A. The Underlying Proceedings
Some months after his fall, Stepien brought suit in Supreme Court of the State of New York, County of Kings against 530 Canal and Mand (the "Stepien action"). Zimring Decl., Ex. A (complaint in the matter of Andrezej Stepien v. 530 Canal St. Realty Corp. et al, Index No. 28668/08 (Sup. Ct. King's Cty.)). Stepien alleged that his injuries occurred as a result of defendants' negligence, and also that defendants violated New York Labor Law and Industrial Codes and are thus strictly liable for his injuries. Id. Mand impleaded WSG as a third-party defendant. Id., Ex. B. Thereafter, Mand's insurance carrier sent a letter to Max Specialty, asking that Max Specialty tender their $1 million policy for defense and indemnification of WSG as a primary insured, and Mand as an additional insured. Id., Ex. C.

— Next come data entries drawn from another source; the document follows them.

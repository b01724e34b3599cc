use rust_decimal::Decimal;
use serde::{Deserialize, Serialize};

/// Non-fatal annotation attached to a single parsed item.
#[derive(Debug, Clone, PartialEq, Eq, Serialize, Deserialize)]
#[serde(tag = "kind", rename_all = "snake_case")]
pub enum ItemWarning {
    /// No price could be read or inherited; the item is kept with `price = null`.
    PriceParseFailure,
    /// The quantity token was present but unusable; quantity fell back to 1.
    QuantityUnparsed { token: String },
    /// `quantity × price` does not match the line's own extended amount.
    LineTotalMismatch { expected: Decimal, computed: Decimal },
    /// The item absorbed a continuation line into its name.
    MergedContinuation { line_number: usize },
}

/// Receipt-level (or pipeline-level) non-fatal annotation.
#[derive(Debug, Clone, PartialEq, Serialize, Deserialize)]
#[serde(tag = "kind", rename_all = "snake_case")]
pub enum ReceiptWarning {
    /// The winning OCR result scored below the quality threshold.
    LowConfidenceResult { engine: String, confidence: f32 },
    /// The secondary OCR engine was consulted but failed.
    SecondaryEngineFailed { engine: String, reason: String },
    /// A priced line could not be classified with certainty and was treated as noise.
    AmbiguousClassification { line_number: usize, text: String },
    /// An item line produced no usable price.
    PriceParseFailure { line_number: usize },
    /// An item line was dropped because its cleaned name was unusable.
    NameRejected { line_number: usize, text: String },
    /// The items do not add up to the extracted subtotal/total.
    TotalsMismatch { expected: Decimal, computed: Decimal },
}

impl std::fmt::Display for ReceiptWarning {
    fn fmt(&self, f: &mut std::fmt::Formatter<'_>) -> std::fmt::Result {
        match self {
            ReceiptWarning::LowConfidenceResult { engine, confidence } => {
                write!(f, "low OCR confidence from {engine}: {confidence:.1}")
            }
            ReceiptWarning::SecondaryEngineFailed { engine, reason } => {
                write!(f, "secondary engine {engine} failed: {reason}")
            }
            ReceiptWarning::AmbiguousClassification { line_number, text } => {
                write!(f, "line {line_number} ambiguous, treated as noise: '{text}'")
            }
            ReceiptWarning::PriceParseFailure { line_number } => {
                write!(f, "line {line_number}: no price found")
            }
            ReceiptWarning::NameRejected { line_number, text } => {
                write!(f, "line {line_number}: item name rejected: '{text}'")
            }
            ReceiptWarning::TotalsMismatch { expected, computed } => {
                write!(f, "items sum to {computed}, receipt says {expected}")
            }
        }
    }
}
use larder_core::LayoutFormat;
use serde::Serialize;

use crate::layout::{effective_level, ReceiptLine};
use crate::rules::{label, LineRuleEngine, RuleAction};
use crate::vocab::contains_food;

/// Why a line was treated as noise.
#[derive(Debug, Clone, Copy, PartialEq, Eq, Serialize)]
#[serde(rename_all = "snake_case")]
pub enum NoiseReason {
    /// A definite blacklist rule fired.
    Blacklisted,
    /// Soft rule without food support, or an unpriced top-level line that
    /// heads nothing.
    Ambiguous,
}

#[derive(Debug, Clone, Copy, PartialEq, Eq, Serialize)]
#[serde(tag = "role", content = "reason", rename_all = "snake_case")]
pub enum LineRole {
    Noise(NoiseReason),
    /// Unpriced, unindented, and the next line is indented. Context only.
    GroupHeader,
    StandaloneItem,
    SubItemOwnPrice,
    SubItemInherited,
}

impl LineRole {
    pub fn is_item(self) -> bool {
        matches!(
            self,
            LineRole::StandaloneItem | LineRole::SubItemOwnPrice | LineRole::SubItemInherited
        )
    }

    pub fn is_noise(self) -> bool {
        matches!(self, LineRole::Noise(_))
    }

    /// Lines whose text may be borrowed as a name by the priced line below.
    pub fn is_context(self) -> bool {
        matches!(self, LineRole::GroupHeader | LineRole::Noise(NoiseReason::Ambiguous))
    }
}

#[derive(Debug, Clone, PartialEq, Eq, Serialize)]
pub struct Classification {
    pub role: LineRole,
    /// Name of the rule that fired, if any.
    pub rule: Option<String>,
}

impl Classification {
    fn structural(role: LineRole) -> Self {
        Self { role, rule: None }
    }
}

/// Assign a role to `line`. `next` is the following non-empty line.
///
/// Pure: the result depends only on the arguments.
pub fn classify_line(
    line: &ReceiptLine,
    next: Option<&ReceiptLine>,
    format: LayoutFormat,
    rules: &LineRuleEngine,
) -> Classification {
    let structural = structural_role(line, next, format);

    let Some(rule) = rules.find_match(&line.raw_text, line.has_price) else {
        return Classification::structural(structural);
    };

    let role = match rule.action {
        RuleAction::Noise => LineRole::Noise(NoiseReason::Blacklisted),
        RuleAction::SoftNoise { plausible_item } => {
            let bare_term = line.has_price && label(&line.raw_text) == label(&rule.pattern);
            if (plausible_item && bare_term) || contains_food(&line.raw_text) {
                structural
            } else {
                LineRole::Noise(NoiseReason::Ambiguous)
            }
        }
    };
    Classification { role, rule: Some(rule.name.clone()) }
}

fn structural_role(line: &ReceiptLine, next: Option<&ReceiptLine>, format: LayoutFormat) -> LineRole {
    let level = effective_level(line, format);
    match (level, line.has_price) {
        (0, true) => LineRole::StandaloneItem,
        (0, false) => {
            let heads_block = next.is_some_and(|n| effective_level(n, format) > 0);
            if heads_block {
                LineRole::GroupHeader
            } else {
                LineRole::Noise(NoiseReason::Ambiguous)
            }
        }
        (_, true) => LineRole::SubItemOwnPrice,
        (_, false) => LineRole::SubItemInherited,
    }
}

/// Classify every line of a receipt in document order.
pub fn classify_all(
    lines: &[ReceiptLine],
    format: LayoutFormat,
    rules: &LineRuleEngine,
) -> Vec<Classification> {
    lines
        .iter()
        .enumerate()
        .map(|(idx, line)| {
            let class = classify_line(line, lines.get(idx + 1), format, rules);
            tracing::debug!(
                line = line.line_number,
                role = ?class.role,
                rule = class.rule.as_deref().unwrap_or("-"),
                text = line.raw_text.trim(),
                "classified line"
            );
            class
        })
        .collect()
}
//! Receipt text → structured items.
//!
//! Everything here is synchronous and pure: the same OCR text and the same
//! rule table always produce the same [`Receipt`](larder_core::Receipt).

// ── Compiled regex cache ─────────────────────────────────────────────────────

macro_rules! re {
    ($name:ident, $pat:expr) => {
        fn $name() -> &'static Regex {
            static R: OnceLock<Regex> = OnceLock::new();
            R.get_or_init(|| Regex::new($pat).expect("invalid regex"))
        }
    };
}

pub mod classify;
pub mod clean;
pub mod config;
pub mod items;
pub mod layout;
pub mod meta;
pub mod parser;
pub mod rules;
pub mod tokens;
pub mod totals;
pub mod util;
pub mod vocab;

pub use classify::{classify_line, Classification, LineRole, NoiseReason};
pub use clean::{is_valid_name, NameCleaner};
pub use config::{ContinuationConfig, DateOrder, ParserConfig};
pub use layout::{detect_format, split_lines, ReceiptLine};
pub use parser::ReceiptParser;
pub use rules::{LineRule, LineRuleEngine, RuleAction, RuleError, RuleMatchType, RuleScope};
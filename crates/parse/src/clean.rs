//! Item-name normalization.
//!
//! The strip steps are repeated until the text stops changing and only then
//! is the result validated and title-cased, so `clean(clean(x)) == clean(x)`.

use std::sync::OnceLock;

use regex::Regex;

use crate::util::fuzzy_eq;
use crate::vocab::{is_food_word, NUMBER_WORDS};

re!(re_word, r"[A-Za-z0-9]+");
re!(re_leading_code, r"^\s*\d{3,6}:?(?:\s+|$)");
re!(re_junk_chars, r#"[*_|~=^"`\[\]{}<>]"#);
re!(re_punct_run, r"[.,;:!?'/-]{2,}");
re!(re_trailing_paren, r"\s*\([^)]*\)\s*$");
re!(re_trailing_rate, r"\s*@.*$");
re!(re_trailing_weight,
    r"(?i)(?:^|\s+)\d+(?:[.,]\d+)?\s*(?:kgs?|g|gr|lbs?|oz|ml|l)\b\.?(?:\s+net)?\s*$");
re!(re_trailing_net, r"(?i)\s+net(?:\s+wt)?\.?\s*$");
re!(re_trailing_per_unit, r"(?i)\s*/\s*(?:kg|lb|ea|each)\s*$");
re!(re_line_glued, r"(?i)^(line|ln|l1ne|lne|une)(\d+)$");
re!(re_register_code, r"(?i)\s+(?:evm|eva|ey)\b");

/// Spellings OCR produces for "line" that are more than one edit away.
const LINE_VARIANTS: &[&str] = &["une", "lne", "ine", "iine", "llne", "ln"];

#[derive(Debug, Clone, Default)]
pub struct NameCleaner;

impl NameCleaner {
    pub fn new() -> Self {
        Self::default()
    }

    /// Clean a raw item name. Returns the empty string when nothing usable is
    /// left; check with [`is_valid_name`].
    pub fn clean(&self, raw: &str) -> String {
        // Passes only delete characters or blank them, so this terminates.
        let mut text = raw.to_string();
        loop {
            let next = strip_pass(&text);
            if next == text {
                break;
            }
            text = next;
        }

        if text.chars().count() < 3 || !text.chars().any(char::is_alphabetic) {
            return String::new();
        }
        title_case(&text)
    }
}

/// A cleaned name is valid unless the cleaner rejected it.
pub fn is_valid_name(name: &str) -> bool {
    !name.is_empty()
}

fn strip_pass(text: &str) -> String {
    let text = strip_promo(text);
    let text = strip_line_refs(&text);
    let text = re_leading_code().replace(&text, "").into_owned();
    let text = collapse_punctuation(&text);
    let text = strip_annotations(&text);
    re_register_code().replace_all(&text, "").trim().to_string()
}

// ── Promotions ───────────────────────────────────────────────────────────────

/// True when `text` carries buy-N-get-M phrasing, `bogo`, or `b1g1`.
pub fn contains_promo(text: &str) -> bool {
    !promo_spans(text).is_empty()
}

pub fn strip_promo(text: &str) -> String {
    remove_spans(text, &promo_spans(text))
}

struct Word<'a> {
    start: usize,
    end: usize,
    text: &'a str,
}

fn tokenize(text: &str) -> Vec<Word<'_>> {
    re_word()
        .find_iter(text)
        .map(|m| Word { start: m.start(), end: m.end(), text: m.as_str() })
        .collect()
}

fn is_count(word: &str) -> bool {
    word.chars().all(|c| c.is_ascii_digit()) || NUMBER_WORDS.iter().any(|n| fuzzy_eq(word, n, 2))
}

/// Only separators are allowed between the words of a promo phrase.
fn separated(text: &str, a: &Word, b: &Word) -> bool {
    text[a.end..b.start].chars().all(|c| c.is_whitespace() || ",;:.-".contains(c))
}

fn promo_spans(text: &str) -> Vec<(usize, usize)> {
    let words = tokenize(text);
    let mut spans = Vec::new();
    let mut i = 0;

    while i < words.len() {
        let w = &words[i];
        let lower = w.text.to_lowercase();

        if lower == "bogo" || lower == "b1g1" {
            spans.push((w.start, w.end));
            i += 1;
            continue;
        }

        if let Some(end) = promo_grammar_at(text, &words, i) {
            spans.push((w.start, words[end].end));
            i = end + 1;
            continue;
        }

        // Residual "buy ... get ..." that the grammar could not parse.
        if lower == "buy" {
            if let Some(get) = (i + 1..words.len()).find(|&j| words[j].text.eq_ignore_ascii_case("get")) {
                let mut end = get;
                if words.get(get + 1).is_some_and(|n| is_count(n.text)) {
                    end = get + 1;
                }
                if words.get(end + 1).is_some_and(|n| fuzzy_eq(n.text, "free", 1)) {
                    end += 1;
                }
                spans.push((w.start, words[end].end));
                i = end + 1;
                continue;
            }
        }
        i += 1;
    }
    spans
}

/// `BUY <n> GET <n> [FREE]` starting at word `i`; returns the last word index.
fn promo_grammar_at(text: &str, words: &[Word], i: usize) -> Option<usize> {
    let [buy, n1, get, n2] = [i, i + 1, i + 2, i + 3].map(|k| words.get(k));
    let (buy, n1, get, n2) = (buy?, n1?, get?, n2?);

    let shape = fuzzy_eq(buy.text, "buy", 1)
        && is_count(n1.text)
        && fuzzy_eq(get.text, "get", 1)
        && is_count(n2.text);
    let joined = separated(text, buy, n1) && separated(text, n1, get) && separated(text, get, n2);
    if !(shape && joined) {
        return None;
    }

    match words.get(i + 4) {
        Some(free) if fuzzy_eq(free.text, "free", 1) && separated(text, n2, free) => Some(i + 4),
        _ => Some(i + 3),
    }
}

// ── "Line n" references ──────────────────────────────────────────────────────

fn is_line_word(word: &str) -> bool {
    let lower = word.to_lowercase();
    if is_food_word(&lower) || NUMBER_WORDS.contains(&lower.as_str()) {
        return false;
    }
    LINE_VARIANTS.contains(&lower.as_str()) || fuzzy_eq(&lower, "line", 1)
}

fn line_ref_spans(text: &str) -> Vec<(usize, usize)> {
    let words = tokenize(text);
    let mut spans = Vec::new();
    let mut i = 0;
    while i < words.len() {
        let w = &words[i];
        if re_line_glued().is_match(w.text) {
            spans.push((w.start, w.end));
        } else if is_line_word(w.text) {
            if let Some(n) = words.get(i + 1) {
                let gap = &text[w.end..n.start];
                if n.text.chars().all(|c| c.is_ascii_digit())
                    && gap.chars().all(|c| c.is_whitespace() || c == '#' || c == ':')
                {
                    spans.push((w.start, n.end));
                    i += 2;
                    continue;
                }
            }
        }
        i += 1;
    }
    spans
}

pub fn strip_line_refs(text: &str) -> String {
    remove_spans(text, &line_ref_spans(text))
}

// ── Punctuation and annotations ──────────────────────────────────────────────

fn collapse_punctuation(text: &str) -> String {
    let text = re_junk_chars().replace_all(text, " ");
    let text = re_punct_run().replace_all(&text, " ");
    let trimmed = text.trim_matches(|c: char| c.is_whitespace() || ".,;:!?#/-'".contains(c));
    trimmed.split_whitespace().collect::<Vec<_>>().join(" ")
}

fn strip_annotations(text: &str) -> String {
    let mut text = text.trim().to_string();
    loop {
        let mut next = text.clone();
        for re in [
            re_trailing_paren(),
            re_trailing_rate(),
            re_trailing_per_unit(),
            re_trailing_weight(),
            re_trailing_net(),
        ] {
            next = re.replace(&next, "").into_owned();
        }
        let next = next.trim().to_string();
        if next == text {
            return text;
        }
        text = next;
    }
}

fn remove_spans(text: &str, spans: &[(usize, usize)]) -> String {
    if spans.is_empty() {
        return text.to_string();
    }
    let mut out = String::with_capacity(text.len());
    let mut cursor = 0;
    for &(start, end) in spans {
        out.push_str(&text[cursor..start]);
        out.push(' ');
        cursor = end;
    }
    out.push_str(&text[cursor..]);
    out.split_whitespace().collect::<Vec<_>>().join(" ")
}

/// Uppercase the first letter of each space- or hyphen-separated word.
/// Letters whose case mapping is not a single char (`ß`) are kept as is.
pub fn title_case(text: &str) -> String {
    let mut out = String::with_capacity(text.len());
    let mut at_word_start = true;
    for c in text.chars() {
        let mapped = if at_word_start {
            single_char(c.to_uppercase())
        } else {
            single_char(c.to_lowercase())
        };
        out.push(mapped.unwrap_or(c));
        at_word_start = c.is_whitespace() || c == '-';
    }
    out
}

fn single_char(mut chars: impl Iterator<Item = char>) -> Option<char> {
    let first = chars.next()?;
    chars.next().is_none().then_some(first)
}
pub mod amount;
pub mod receipt;
pub mod warning;

pub use amount::{parse_amount, AmountError};
pub use receipt::{LayoutFormat, LineSpan, ParsedItem, PaymentMethod, Receipt, Unit};
pub use warning::{ItemWarning, ReceiptWarning};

B. Max Specialty's Insurance Policy
WSG had an insurance policy with Max Specialty for the period of March 7, 2008, to March 7, 2009, listing WSG as a limited liability company performing services as a contractor. Id., Ex. I at MAX0149. A document entitled "Commercial General Liability Coverage Part Declarations" lists the name of the insured, the monetary limits of the insurance, and the classes of coverage for Max Specialty's policy with WSG. Id. The declarations page lists two classes of coverage: "Carpentry—Interior" and "Dry Wall or Wallboard Installation." Id. The policy does not define the classes "Carpentry—Interior" or "Dry Wall or Wallboard Installation." Id.
The insurance policy documents are attached as an exhibit to several different pleadings. Compl., Ex. 1; Zimring Decl. Ex. I; Suben Decl. Ex. 3. In each instance, the documents are in a different order. In Exhibit I to the Zimring Decl., however, the documents have been given a Bates stamp number beginning with "MAX." For the sake of easy reference, I will refer to the policy documents in that exhibit and list their MAX number.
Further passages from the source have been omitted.